> [TASK BRIEF]:
Only a slice of the listing below is wanted. Retype the lines from the one containing "pub struct Group(__m128i);" through the one containing "pub fn match_deleted(self)", exactly, both ends included.

> [PROVIDED INFORMATION]:
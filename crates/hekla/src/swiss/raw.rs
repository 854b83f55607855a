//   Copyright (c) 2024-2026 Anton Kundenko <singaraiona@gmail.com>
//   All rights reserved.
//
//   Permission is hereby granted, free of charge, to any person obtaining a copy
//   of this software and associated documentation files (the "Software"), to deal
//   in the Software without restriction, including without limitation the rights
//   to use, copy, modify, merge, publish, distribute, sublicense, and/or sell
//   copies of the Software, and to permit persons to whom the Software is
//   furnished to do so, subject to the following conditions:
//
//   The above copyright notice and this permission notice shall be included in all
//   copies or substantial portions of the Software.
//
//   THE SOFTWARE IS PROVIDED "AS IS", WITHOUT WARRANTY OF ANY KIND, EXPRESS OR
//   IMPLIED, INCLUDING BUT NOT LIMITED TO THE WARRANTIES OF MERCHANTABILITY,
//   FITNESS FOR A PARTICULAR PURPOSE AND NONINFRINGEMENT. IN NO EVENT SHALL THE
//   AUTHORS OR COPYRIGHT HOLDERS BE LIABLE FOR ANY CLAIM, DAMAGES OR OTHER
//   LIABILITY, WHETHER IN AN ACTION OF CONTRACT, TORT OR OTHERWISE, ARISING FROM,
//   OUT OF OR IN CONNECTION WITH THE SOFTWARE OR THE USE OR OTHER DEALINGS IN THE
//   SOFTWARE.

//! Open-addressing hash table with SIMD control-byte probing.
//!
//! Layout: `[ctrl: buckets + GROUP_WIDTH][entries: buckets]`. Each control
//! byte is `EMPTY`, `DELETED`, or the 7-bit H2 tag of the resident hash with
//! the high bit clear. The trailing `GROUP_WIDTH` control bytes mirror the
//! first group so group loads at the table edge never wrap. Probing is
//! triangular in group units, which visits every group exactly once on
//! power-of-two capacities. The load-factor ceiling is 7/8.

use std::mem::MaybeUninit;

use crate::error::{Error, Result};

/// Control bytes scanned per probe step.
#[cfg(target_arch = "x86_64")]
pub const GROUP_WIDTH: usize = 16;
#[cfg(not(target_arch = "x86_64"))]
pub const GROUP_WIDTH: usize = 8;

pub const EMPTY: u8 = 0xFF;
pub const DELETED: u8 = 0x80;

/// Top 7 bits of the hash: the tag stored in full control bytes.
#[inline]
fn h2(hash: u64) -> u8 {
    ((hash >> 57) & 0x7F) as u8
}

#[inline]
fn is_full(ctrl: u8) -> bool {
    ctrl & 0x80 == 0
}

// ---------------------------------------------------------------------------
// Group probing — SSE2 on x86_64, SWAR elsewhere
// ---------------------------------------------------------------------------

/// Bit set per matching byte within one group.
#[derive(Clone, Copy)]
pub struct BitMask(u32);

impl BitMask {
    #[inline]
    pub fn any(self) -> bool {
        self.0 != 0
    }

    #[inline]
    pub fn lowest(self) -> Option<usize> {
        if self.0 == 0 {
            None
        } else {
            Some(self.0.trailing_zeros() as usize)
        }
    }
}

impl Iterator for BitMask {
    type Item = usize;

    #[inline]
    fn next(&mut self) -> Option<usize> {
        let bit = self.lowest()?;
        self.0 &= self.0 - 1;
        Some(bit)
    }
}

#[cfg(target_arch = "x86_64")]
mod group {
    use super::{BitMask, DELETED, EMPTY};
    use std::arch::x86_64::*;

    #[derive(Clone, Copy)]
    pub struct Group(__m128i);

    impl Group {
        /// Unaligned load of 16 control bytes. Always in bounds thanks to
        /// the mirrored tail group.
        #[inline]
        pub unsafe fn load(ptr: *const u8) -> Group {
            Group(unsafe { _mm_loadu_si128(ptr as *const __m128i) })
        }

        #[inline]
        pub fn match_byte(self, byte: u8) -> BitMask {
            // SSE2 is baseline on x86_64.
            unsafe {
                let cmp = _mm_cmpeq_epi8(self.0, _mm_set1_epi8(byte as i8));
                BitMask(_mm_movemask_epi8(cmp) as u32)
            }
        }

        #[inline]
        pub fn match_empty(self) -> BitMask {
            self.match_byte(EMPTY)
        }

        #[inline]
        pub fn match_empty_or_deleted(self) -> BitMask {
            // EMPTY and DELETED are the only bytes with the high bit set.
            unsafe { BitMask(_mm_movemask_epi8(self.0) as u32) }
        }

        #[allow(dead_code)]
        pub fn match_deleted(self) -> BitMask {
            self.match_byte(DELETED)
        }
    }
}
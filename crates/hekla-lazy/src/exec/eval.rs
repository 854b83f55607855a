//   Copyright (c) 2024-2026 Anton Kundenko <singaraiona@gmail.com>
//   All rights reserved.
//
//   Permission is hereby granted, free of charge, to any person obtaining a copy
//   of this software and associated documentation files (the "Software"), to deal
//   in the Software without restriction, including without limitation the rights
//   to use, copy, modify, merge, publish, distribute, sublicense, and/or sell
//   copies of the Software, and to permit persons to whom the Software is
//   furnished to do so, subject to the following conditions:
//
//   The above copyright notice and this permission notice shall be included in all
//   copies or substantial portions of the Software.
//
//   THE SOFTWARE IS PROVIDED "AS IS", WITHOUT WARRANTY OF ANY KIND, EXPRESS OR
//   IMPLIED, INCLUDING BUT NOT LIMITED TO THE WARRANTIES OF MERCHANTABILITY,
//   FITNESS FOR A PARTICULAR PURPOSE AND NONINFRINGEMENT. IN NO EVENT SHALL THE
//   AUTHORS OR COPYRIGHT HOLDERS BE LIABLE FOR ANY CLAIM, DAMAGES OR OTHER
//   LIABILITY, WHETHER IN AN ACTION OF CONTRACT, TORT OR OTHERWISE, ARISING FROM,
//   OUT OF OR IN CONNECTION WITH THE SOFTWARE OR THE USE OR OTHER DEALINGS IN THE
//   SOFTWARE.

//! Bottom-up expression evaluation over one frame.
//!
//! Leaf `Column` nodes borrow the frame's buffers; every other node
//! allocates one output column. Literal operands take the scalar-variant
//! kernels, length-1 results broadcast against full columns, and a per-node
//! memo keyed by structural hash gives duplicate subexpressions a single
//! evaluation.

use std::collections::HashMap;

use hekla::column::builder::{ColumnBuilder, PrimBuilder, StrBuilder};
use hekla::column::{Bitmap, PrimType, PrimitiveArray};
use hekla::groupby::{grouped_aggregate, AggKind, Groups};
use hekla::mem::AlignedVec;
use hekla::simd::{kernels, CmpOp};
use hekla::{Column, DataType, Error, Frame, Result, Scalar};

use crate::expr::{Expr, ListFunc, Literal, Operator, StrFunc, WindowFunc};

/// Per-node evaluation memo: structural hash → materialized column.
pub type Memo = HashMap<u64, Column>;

> [SOLVED EXERCISE]:
    pub struct Group(__m128i);

    impl Group {
        /// Unaligned load of 16 control bytes. Always in bounds thanks to
        /// the mirrored tail group.
        #[inline]
        pub unsafe fn load(ptr: *const u8) -> Group {
            Group(unsafe { _mm_loadu_si128(ptr as *const __m128i) })
        }

        #[inline]
        pub fn match_byte(self, byte: u8) -> BitMask {
            // SSE2 is baseline on x86_64.
            unsafe {
                let cmp = _mm_cmpeq_epi8(self.0, _mm_set1_epi8(byte as i8));
                BitMask(_mm_movemask_epi8(cmp) as u32)
            }
        }

        #[inline]
        pub fn match_empty(self) -> BitMask {
            self.match_byte(EMPTY)
        }

        #[inline]
        pub fn match_empty_or_deleted(self) -> BitMask {
            // EMPTY and DELETED are the only bytes with the high bit set.
            unsafe { BitMask(_mm_movemask_epi8(self.0) as u32) }
        }

        #[allow(dead_code)]
        pub fn match_deleted(self) -> BitMask {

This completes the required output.